It encourages cells to make more RNA copies of the genes that code for mitochondrial proteins and proteins responsible for muscle growth.
Regular exercise has been shown to boost the immune system, heighten cognitive abilities, improve sleep, increase lifespan, and maintain muscle tone. Its benefits are proven; the research is conclusive.
However, the mechanisms that lie beneath exercise’s positive effects remain in the shadows. How do physical activities translate into rebuilding organelles that degrade as we age? Which activities are best?
Mitochondria are commonly referred to as the powerhouses of the cell; their primary function is to produce adenosine triphosphate – the molecule that transports chemical energy within cells. As we age, the capacity of mitochondria to generate energy slowly decreases.
By comparing proteomic and RNA-sequencing data across the exercise groups, the team found that exercise encourages cells to make more RNA copies of the genes that code for mitochondrial proteins and proteins responsible for muscle growth.
Younger volunteers carrying out interval training showed a 49 percent increase in mitochondrial capacity and, even more impressively, the older group saw a 69 percent increase.

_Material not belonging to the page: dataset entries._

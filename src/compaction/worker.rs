//! The two dispatch loops.
//!
//! The mem loop owns memtable flushes; the table loop owns every table
//! compaction and the quiescence protocol. Both consume a command channel,
//! race every blocking wait against shutdown, and swallow the transact
//! sentinel at their boundary, answering any commands still in flight
//! with the closed error.

use std::sync::Arc;

use crate::{
    compaction::{mem, table, Cmd, CmdAck, CompactionCore},
    error::Error,
};

/// Long-lived memtable-flush loop.
pub(crate) async fn mem_loop(core: Arc<CompactionCore>) {
    loop {
        tokio::select! {
            cmd = core.chans.mcomp_cmd_rx.recv_async() => {
                let cmd = match cmd {
                    Ok(cmd) => cmd,
                    Err(_) => return,
                };
                match cmd {
                    Cmd::Idle { ack } => match mem::mem_compaction(&core).await {
                        Ok(()) => ack.ack(Ok(())),
                        Err(_) => {
                            ack.ack(Err(Error::Closed));
                            return;
                        }
                    },
                    Cmd::Trigger | Cmd::Range { .. } => {
                        unreachable!("mem loop: unexpected command kind")
                    }
                }
            }
            _ = core.shutdown.wait() => return,
        }
    }
}

/// Long-lived table-compaction loop.
pub(crate) async fn table_loop(core: Arc<CompactionCore>) {
    let mut ack_q: Vec<CmdAck> = Vec::new();
    table_loop_inner(&core, &mut ack_q).await;
    for ack in ack_q.drain(..) {
        ack.ack(Err(Error::Closed));
    }
}

async fn table_loop_inner(core: &Arc<CompactionCore>, ack_q: &mut Vec<CmdAck>) {
    loop {
        let mut cmd = None;
        if table::table_need_compaction(core) {
            // Work is pending: take whatever is immediately available and
            // keep compacting.
            if let Ok(resume) = core.chans.tcomp_pause_rx.try_recv() {
                if core.pause(resume).await.is_err() {
                    return;
                }
                continue;
            }
            if core.is_closed() {
                return;
            }
            if let Ok(c) = core.chans.tcomp_cmd_rx.try_recv() {
                cmd = Some(c);
            }
        } else {
            // Quiescent: everyone waiting for idle gets their answer now.
            for ack in ack_q.drain(..) {
                ack.ack(Ok(()));
            }
            tokio::select! {
                c = core.chans.tcomp_cmd_rx.recv_async() => match c {
                    Ok(c) => cmd = Some(c),
                    Err(_) => return,
                },
                resume = core.chans.tcomp_pause_rx.recv_async() => match resume {
                    Ok(resume) => {
                        if core.pause(resume).await.is_err() {
                            return;
                        }
                        continue;
                    }
                    Err(_) => return,
                },
                _ = core.shutdown.wait() => return,
            }
        }

        if let Some(cmd) = cmd {
            match cmd {
                Cmd::Idle { ack } => ack_q.push(ack),
                Cmd::Trigger => {}
                Cmd::Range {
                    level,
                    umin,
                    umax,
                    ack,
                } => match table::table_range_compaction(core, level, &umin, &umax).await {
                    Ok(()) => ack.ack(Ok(())),
                    Err(_) => {
                        ack.ack(Err(Error::Closed));
                        return;
                    }
                },
            }
        }

        if table::table_auto_compaction(core).await.is_err() {
            return;
        }
    }
}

High-intensity biking effectively reversed age-related decline in mitochondrial function.
Ribosomes, vital players in the synthesis of proteins, also received a boost from exercise – it increased their ability to build mitochondrial proteins, which explains the rise in both mitochondrial function and muscle hypertrophy.

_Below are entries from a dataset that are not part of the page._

//! The version-set seam and the staged session record.
//!
//! The session owns file metadata, level composition, and atomic manifest
//! commits. Compaction stages its effects in a [`SessionRecord`] and hands
//! the record to [`Session::commit`]; a successful commit atomically
//! installs a new version.

use std::sync::Arc;

use bytes::Bytes;

use crate::{
    error::Error,
    key::InternalComparator,
    option::Options,
    table::{EntryIter, TableMeta},
};

/// A staged delta against the current version.
///
/// Committing a record applies every field atomically: tables added and
/// deleted per level, at most one compaction-pointer update, and the
/// journal/sequence numbers a memtable flush carries.
#[derive(Clone, Debug, Default)]
pub struct SessionRecord {
    /// Journal number recorded with a memtable flush.
    pub journal_num: Option<u64>,
    /// Sequence number recorded with a memtable flush.
    pub seq_num: Option<u64>,
    /// Compaction pointer update: the next compaction at this level resumes
    /// past this internal key.
    pub comp_ptr: Option<(usize, Bytes)>,
    /// Tables added, with their destination level.
    pub added_tables: Vec<(usize, TableMeta)>,
    /// Tables deleted, by level and file number.
    pub deleted_tables: Vec<(usize, u64)>,
}

impl SessionRecord {
    /// Record the journal number.
    pub fn set_journal_num(&mut self, num: u64) {
        self.journal_num = Some(num);
    }

    /// Record the sequence number.
    pub fn set_seq_num(&mut self, seq: u64) {
        self.seq_num = Some(seq);
    }

    /// Record a compaction-pointer update for `level`.
    pub fn add_comp_ptr(&mut self, level: usize, imax: Bytes) {
        self.comp_ptr = Some((level, imax));
    }

    /// Stage a table addition at `level`.
    pub fn add_table(&mut self, level: usize, meta: TableMeta) {
        self.added_tables.push((level, meta));
    }

    /// Stage a table deletion at `level`.
    pub fn del_table(&mut self, level: usize, num: u64) {
        self.deleted_tables.push((level, num));
    }
}

/// Immutable snapshot of the level composition.
pub trait Version: Send + Sync {
    /// The live tables at `level`.
    fn tables(&self, level: usize) -> Vec<TableMeta>;
    /// Destination level for a flushed memtable covering `[umin, umax]`:
    /// level 0 when the range overlaps level 0, otherwise the deepest level
    /// up to `max_mem_compact_level` whose next level the range does not
    /// overlap (and whose grandchild overlap the session judges acceptable).
    fn pick_level(&self, umin: &[u8], umax: &[u8]) -> usize;
    /// Whether the session wants a table compaction to run.
    fn need_compaction(&self) -> bool;
}

/// One planned merge of tables from a level `L` into `L + 1`.
///
/// Produced by the session, consumed by a single table-compaction
/// invocation, and released on drop.
pub trait Compaction: Send + Sync {
    /// Source level `L`.
    fn level(&self) -> usize;
    /// Input tables: `side` 0 selects the tables at `L`, 1 the tables at
    /// `L + 1`.
    fn inputs(&self, side: usize) -> &[TableMeta];
    /// Largest internal key among the inputs; recorded as the compaction
    /// pointer so the next compaction at `L` resumes past this range.
    fn imax(&self) -> &Bytes;
    /// Whether the compaction can be satisfied by relabeling a single input
    /// file to `L + 1` without rewriting data.
    fn is_trivial(&self) -> bool;
    /// Whether the current output table should be finished before emitting
    /// `ikey`, bounding overlap with level `L + 2`. Stateful: keys must be
    /// offered in iteration order.
    fn should_stop_before(&mut self, ikey: &[u8]) -> bool;
    /// Whether no level deeper than `L + 1` contains `ukey`. Stateful: user
    /// keys must be offered in ascending order.
    fn base_level_for_key(&mut self, ukey: &[u8]) -> bool;
    /// A merged iterator over the union of the input tables, ordered by the
    /// internal comparator.
    fn iter(&self) -> EntryIter;
}

/// The version set: single point of truth for live table metadata.
pub trait Session: Send + Sync {
    /// The current version.
    fn version(&self) -> Arc<dyn Version>;
    /// Pick the most urgent compaction, if any.
    fn pick_compaction(&self) -> Option<Box<dyn Compaction>>;
    /// Build a compaction covering `[umin, umax]` at `level`, if that range
    /// holds any tables.
    fn compaction_range(&self, level: usize, umin: &[u8], umax: &[u8])
        -> Option<Box<dyn Compaction>>;
    /// Atomically apply `rec` to the manifest and install a new version.
    fn commit(&self, rec: &SessionRecord) -> Result<(), Error>;
    /// The internal-key comparator.
    fn icmp(&self) -> &InternalComparator;
    /// The shared operating parameters.
    fn options(&self) -> &Options;
}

Physical activity’s ability to bolster protein production is important. Muscle cells, like brain and heart cells, do not divide frequently. This means that, as we age, function declines.
Dr Nair explains: “Unlike liver, muscle is not readily re-grown; the cells can accumulate a lot of damage”. If exercise can restore or minimise the deterioration of ribosomes and mitochondria in muscle cells, there is a good chance that it does the same in other tissues.

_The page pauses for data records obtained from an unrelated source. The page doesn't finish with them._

//! Operating parameters for the compaction core.

const DEFAULT_NUM_LEVELS: usize = 7;
const DEFAULT_BASE_TABLE_SIZE: usize = 2 * 1024 * 1024;
const DEFAULT_MAX_MEM_COMPACT_LEVEL: usize = 2;

/// Configure the operating parameters of the compaction core.
///
/// The session and the core share one `Options` value; fields consumed by
/// the session (level picking, compaction sizing) live here too so the two
/// never disagree.
#[derive(Clone, Debug)]
pub struct Options {
    /// Number of on-disk levels.
    pub num_levels: usize,
    /// Target size (in bytes) of an output table at level 1.
    pub base_table_size: usize,
    /// Per-level multiplier applied to `base_table_size`. The default of 1
    /// keeps output tables the same size at every level.
    pub table_size_multiplier: usize,
    /// Fail a compaction on the first malformed internal key instead of
    /// carrying the key through verbatim.
    pub strict_compaction: bool,
    /// Disable the transact runner's retry backoff. Intended for tests.
    pub disable_compaction_backoff: bool,
    /// Deepest level a flushed memtable may be placed at when its key range
    /// overlaps nothing below level 0.
    pub max_mem_compact_level: usize,
}

impl Default for Options {
    fn default() -> Self {
        Self {
            num_levels: DEFAULT_NUM_LEVELS,
            base_table_size: DEFAULT_BASE_TABLE_SIZE,
            table_size_multiplier: 1,
            strict_compaction: false,
            disable_compaction_backoff: false,
            max_mem_compact_level: DEFAULT_MAX_MEM_COMPACT_LEVEL,
        }
    }
}

impl Options {
    /// Set the number of on-disk levels.
    pub fn num_levels(mut self, value: usize) -> Self {
        self.num_levels = value.max(2);
        self
    }

    /// Set the base output-table size in bytes.
    pub fn base_table_size(mut self, value: usize) -> Self {
        self.base_table_size = value.max(1);
        self
    }

    /// Set the per-level output-table size multiplier.
    pub fn table_size_multiplier(mut self, value: usize) -> Self {
        self.table_size_multiplier = value.max(1);
        self
    }

    /// Enable or disable strict corruption handling during merges.
    pub fn strict_compaction(mut self, value: bool) -> Self {
        self.strict_compaction = value;
        self
    }

    /// Enable or disable the transact retry backoff.
    pub fn disable_compaction_backoff(mut self, value: bool) -> Self {
        self.disable_compaction_backoff = value;
        self
    }

    /// Set the deepest level a non-overlapping memtable flush may target.
    pub fn max_mem_compact_level(mut self, value: usize) -> Self {
        self.max_mem_compact_level = value;
        self
    }

    /// Target size of an output table produced by a compaction into `level`.
    pub fn compaction_table_size(&self, level: usize) -> usize {
        let mut size = self.base_table_size;
        for _ in 1..level.max(1) {
            size = size.saturating_mul(self.table_size_multiplier);
        }
        size
    }
}
//! Structured log events for the compaction subsystem.
//!
//! Everything the core logs flows through two thin macros over `tracing`,
//! pinned to a single target so an embedder can route or silence the
//! crate's events wholesale. Call sites name their `event` in snake_case
//! and tag the owning `component`; subscriber setup is left entirely to
//! the application.

/// Log target shared by every event the crate emits.
pub(crate) const TARGET: &str = "strata";

/// Record a routine state change: a flush or compaction committed, an
/// output table finished, a trivial move.
macro_rules! log_info {
    ($($field:tt)*) => {
        ::tracing::info!(target: $crate::observability::TARGET, $($field)*)
    };
}

/// Record a failure the subsystem survives or latches: a retried step, a
/// rollback, a persistent error taking the write lock.
macro_rules! log_warn {
    ($($field:tt)*) => {
        ::tracing::warn!(target: $crate::observability::TARGET, $($field)*)
    };
}

pub(crate) use {log_info, log_warn};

In addition to the increase in mitochondrial capacity, the interval training also improved the participant’s insulin sensitivity, lowering the risk of developing diabetes. However, this exercise type was less effective at improving muscle strength.
Dr Sreekumaran Nair said that “Based on everything we know, there’s no substitute for these exercise programmes when it comes to delaying the ageing process. These things we are seeing cannot be done by any medicine.”
Although this study was not focused on making recommendations about duration or exercise type, Dr Nair says: “If people have to pick one exercise, I would recommend high-intensity interval training, but I think it would be more beneficial if they could do 3-4 days of interval training and then a couple of days of strength training.”
The study clearly demonstrates how exercise can increase the output of specific organelles. This relationship is likely to play a key part in slowing cellular ageing.
Dr Nair and his team plan to extend their deep dive into the cellular benefits of exercise in other tissue types. In the future, these findings could potentially be used to target specific pathways and reduce the impact of ageing.
In time, perhaps these positive changes could be triggered artificially, but as Dr Nair says:
“There are substantial basic science data to support the idea that exercise is critically important to prevent or delay ageing. There’s no substitute for that.”